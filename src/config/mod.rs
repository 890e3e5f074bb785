//! Process configuration: loader settings and group definitions.
//!
//! Loaded once at startup from a YAML file plus `GRIDMAP_` environment
//! overrides (nested keys separated by `__`, e.g. `GRIDMAP_LOADER__REFRESH=30s`).
//! Everything is validated here so a bad file stops the process before the
//! loader starts.

mod glob;
mod group;

pub use glob::glob_match;
pub use group::{find_group, Group, Selector};

use std::collections::HashSet;
use std::path::Path;
use std::time::Duration;

use ::config::{Environment, File, FileFormat};
use serde::Deserialize;
use thiserror::Error;

use crate::duration::parse_duration;

/// Errors raised while loading configuration.
#[derive(Debug, Error)]
pub enum ConfigError {
    #[error("failed to load configuration: {0}")]
    Load(#[from] ::config::ConfigError),

    #[error("invalid duration for {field}: {reason}")]
    Duration { field: &'static str, reason: String },

    #[error("{0} must be non-zero")]
    ZeroDuration(&'static str),

    #[error("group #{0} has an empty name")]
    EmptyGroupName(usize),

    #[error("group {0:?} is defined more than once")]
    DuplicateGroup(String),

    #[error("group {0:?} has no selectors")]
    NoSelectors(String),
}

/// Timing of the window loader.
#[derive(Debug, Clone, PartialEq, Eq)]
pub struct LoaderSettings {
    /// Width of the rolling window kept in memory.
    pub retention: Duration,
    /// Period of the refresh timer.
    pub refresh: Duration,
    /// Delay before retrying a failed refresh.
    pub backoff: Duration,
    /// Counter expiry, measured from bucket start.
    pub traffic_ttl: Duration,
    /// Node metadata expiry, refreshed on every read.
    pub node_ttl: Duration,
}

impl Default for LoaderSettings {
    fn default() -> Self {
        Self {
            retention: Duration::from_secs(3600),
            refresh: Duration::from_secs(60),
            backoff: Duration::from_secs(60),
            traffic_ttl: Duration::from_secs(3600),
            node_ttl: Duration::from_secs(3600),
        }
    }
}

/// Validated configuration.
#[derive(Debug, Clone, Default, PartialEq, Eq)]
pub struct Config {
    pub loader: LoaderSettings,
    pub groups: Vec<Group>,
}

#[derive(Debug, Default, Deserialize)]
#[serde(deny_unknown_fields)]
struct RawConfig {
    #[serde(default)]
    loader: RawLoader,
    #[serde(default)]
    groups: Vec<Group>,
}

#[derive(Debug, Default, Deserialize)]
#[serde(deny_unknown_fields)]
struct RawLoader {
    retention: Option<String>,
    refresh: Option<String>,
    backoff: Option<String>,
    traffic_ttl: Option<String>,
    node_ttl: Option<String>,
}

impl Config {
    /// Load from an optional file plus environment overrides.
    pub fn load(path: Option<&Path>) -> Result<Self, ConfigError> {
        let mut builder = ::config::Config::builder();
        if let Some(path) = path {
            builder = builder.add_source(File::from(path));
        }
        let raw: RawConfig = builder
            .add_source(
                Environment::with_prefix("GRIDMAP")
                    .prefix_separator("_")
                    .separator("__"),
            )
            .build()?
            .try_deserialize()?;
        Self::validate(raw)
    }

    /// Parse a YAML document, without environment overrides.
    pub fn from_yaml(content: &str) -> Result<Self, ConfigError> {
        let raw: RawConfig = ::config::Config::builder()
            .add_source(File::from_str(content, FileFormat::Yaml))
            .build()?
            .try_deserialize()?;
        Self::validate(raw)
    }

    fn validate(raw: RawConfig) -> Result<Self, ConfigError> {
        let defaults = LoaderSettings::default();
        let loader = LoaderSettings {
            retention: setting("loader.retention", raw.loader.retention, defaults.retention)?,
            refresh: setting("loader.refresh", raw.loader.refresh, defaults.refresh)?,
            backoff: setting("loader.backoff", raw.loader.backoff, defaults.backoff)?,
            traffic_ttl: setting(
                "loader.traffic_ttl",
                raw.loader.traffic_ttl,
                defaults.traffic_ttl,
            )?,
            node_ttl: setting("loader.node_ttl", raw.loader.node_ttl, defaults.node_ttl)?,
        };

        let mut seen = HashSet::new();
        for (i, group) in raw.groups.iter().enumerate() {
            if group.name.is_empty() {
                return Err(ConfigError::EmptyGroupName(i));
            }
            if !seen.insert(group.name.as_str()) {
                return Err(ConfigError::DuplicateGroup(group.name.clone()));
            }
            if group.selectors.is_empty() {
                return Err(ConfigError::NoSelectors(group.name.clone()));
            }
        }

        Ok(Self {
            loader,
            groups: raw.groups,
        })
    }
}

fn setting(
    field: &'static str,
    value: Option<String>,
    default: Duration,
) -> Result<Duration, ConfigError> {
    let Some(value) = value else {
        return Ok(default);
    };
    let d = parse_duration(&value).map_err(|e| ConfigError::Duration {
        field,
        reason: e.to_string(),
    })?;
    if d.is_zero() {
        return Err(ConfigError::ZeroDuration(field));
    }
    Ok(d)
}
□ □ □ □
◆ **WHAT THE TASK ASKS**
Give the count of lines in the data that contain the word "NoSelectors", and write nothing besides it.

◆ **YOUR RESPONSE**
2